Divorce has several types. A separation decree only voids cohabitation, but still counts the marriage valid. An absolute divorce, on the other hand, gives both spouses the freedom to marry again, but only after divorce is granted, and child custody and support and other agreements have been settled.
The court considers many factors when deciding who gets custody, although it all boils down on the child’s best interests. All courts regardless of jurisdiction look at the age of each child, gender, and state of mental health. They consider the type of home each party has to offer and parental behavior.
Moving on, there may be no need for court appearances under a no-fault divorce. Lewis & Matthews, P.C. and other legal professionals say that a mediator or family lawyer in Denver (or anywhere in the U.S.) should be enough to finalize child custody agreement.

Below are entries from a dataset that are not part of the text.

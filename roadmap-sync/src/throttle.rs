//! Global request throttle shared by every remote worker.
//!
//! Two mechanisms:
//!
//! - a governor direct rate limiter metering the steady request rate, and
//! - a back-off gate: when the server throttles us, every worker waits until
//!   the gate opens again before sending anything.

use std::num::NonZeroU32;
use std::sync::Mutex;
use std::time::{Duration, Instant};

use governor::clock::{Clock, DefaultClock};
use governor::{DefaultDirectRateLimiter, Quota, RateLimiter};

use crate::error::RemoteError;

const MAX_BACKOFF: Duration = Duration::from_secs(60);

pub struct Throttle {
    limiter: Option<DefaultDirectRateLimiter>,
    gate: Mutex<Option<Instant>>,
    max_retries: u32,
    base_backoff: Duration,
}

impl Throttle {
    /// `requests_per_second == 0` disables the steady-rate limiter.
    pub fn new(requests_per_second: u32, max_retries: u32) -> Self {
        Throttle {
            limiter: NonZeroU32::new(requests_per_second)
                .map(|rate| RateLimiter::direct(Quota::per_second(rate))),
            gate: Mutex::new(None),
            max_retries,
            base_backoff: Duration::from_secs(1),
        }
    }

    /// No rate limit, no retries.
    pub fn unlimited() -> Self {
        Throttle::new(0, 0)
    }

    /// Base delay for exponential back-off when the server gives no hint.
    pub fn with_backoff(mut self, base: Duration) -> Self {
        self.base_backoff = base;
        self
    }

    /// Run `op`, retrying after throttling responses up to `max_retries`.
    ///
    /// A server-hinted pause longer than the back-off cap is not waited out:
    /// the error is returned at once so no worker sleeps past the cap.
    pub fn run<T>(
        &self,
        mut op: impl FnMut() -> Result<T, RemoteError>,
    ) -> Result<T, RemoteError> {
        let mut attempt = 0u32;
        loop {
            self.acquire();
            match op() {
                Err(RemoteError::RateLimited { retry_after: Some(hint) }) if hint > MAX_BACKOFF => {
                    tracing::warn!(
                        "remote asks for a {}s pause; giving up on this request",
                        hint.as_secs()
                    );
                    return Err(RemoteError::RateLimited { retry_after: Some(hint) });
                }
                Err(RemoteError::RateLimited { retry_after }) if attempt < self.max_retries => {
                    let pause = retry_after.unwrap_or_else(|| self.backoff(attempt));
                    tracing::warn!(
                        "throttled by remote; pausing all requests for {:.1}s (retry {}/{})",
                        pause.as_secs_f64(),
                        attempt + 1,
                        self.max_retries
                    );
                    self.pause_all(pause);
                    attempt += 1;
                }
                other => return other,
            }
        }
    }

    fn backoff(&self, attempt: u32) -> Duration {
        self.base_backoff
            .saturating_mul(2u32.saturating_pow(attempt))
            .min(MAX_BACKOFF)
    }

    /// Close the gate for at least `pause`.
    pub fn pause_all(&self, pause: Duration) {
        let until = Instant::now() + pause;
        let mut gate = self.gate.lock().unwrap_or_else(|e| e.into_inner());
        if gate.map_or(true, |current| current < until) {
            *gate = Some(until);
        }
    }

    /// Block until both the gate and the rate limiter allow one request.
    fn acquire(&self) {
        loop {
            let until = *self.gate.lock().unwrap_or_else(|e| e.into_inner());
            if let Some(until) = until {
                let now = Instant::now();
                if until > now {
                    std::thread::sleep(until - now);
                    continue;
                }
            }

            let Some(limiter) = &self.limiter else { return };
            match limiter.check() {
                Ok(()) => return,
                Err(not_until) => {
                    std::thread::sleep(not_until.wait_time_from(DefaultClock::default().now()));
                }
            }
        }
    }
}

This is when the court splits the debts and assets, which the couple acquired during their marriage. They do this by either ruling an equitable property division regulation or a community property division decree. In Denver, equitable property division is implemented wherein the court decides what the couple will be based on their deservingness and economic state.
The court decides the amount of child support according to the state’s guidelines. In most jurisdictions, though, only the non-custodial parent pays child support with the amount depending on income, the age of the child, and time spent with children. Note that special rules may apply to children with disability. Spousal support granted to a spouse who would need financial assistance after divorce. This is temporary and only lasts for a short period of time or until the other spouse is up on their feet again.
Divorce is a big word, for it does not only cover dissolution of a marriage. It is also the root of other complicated family issues that arise once spouses decide to part ways.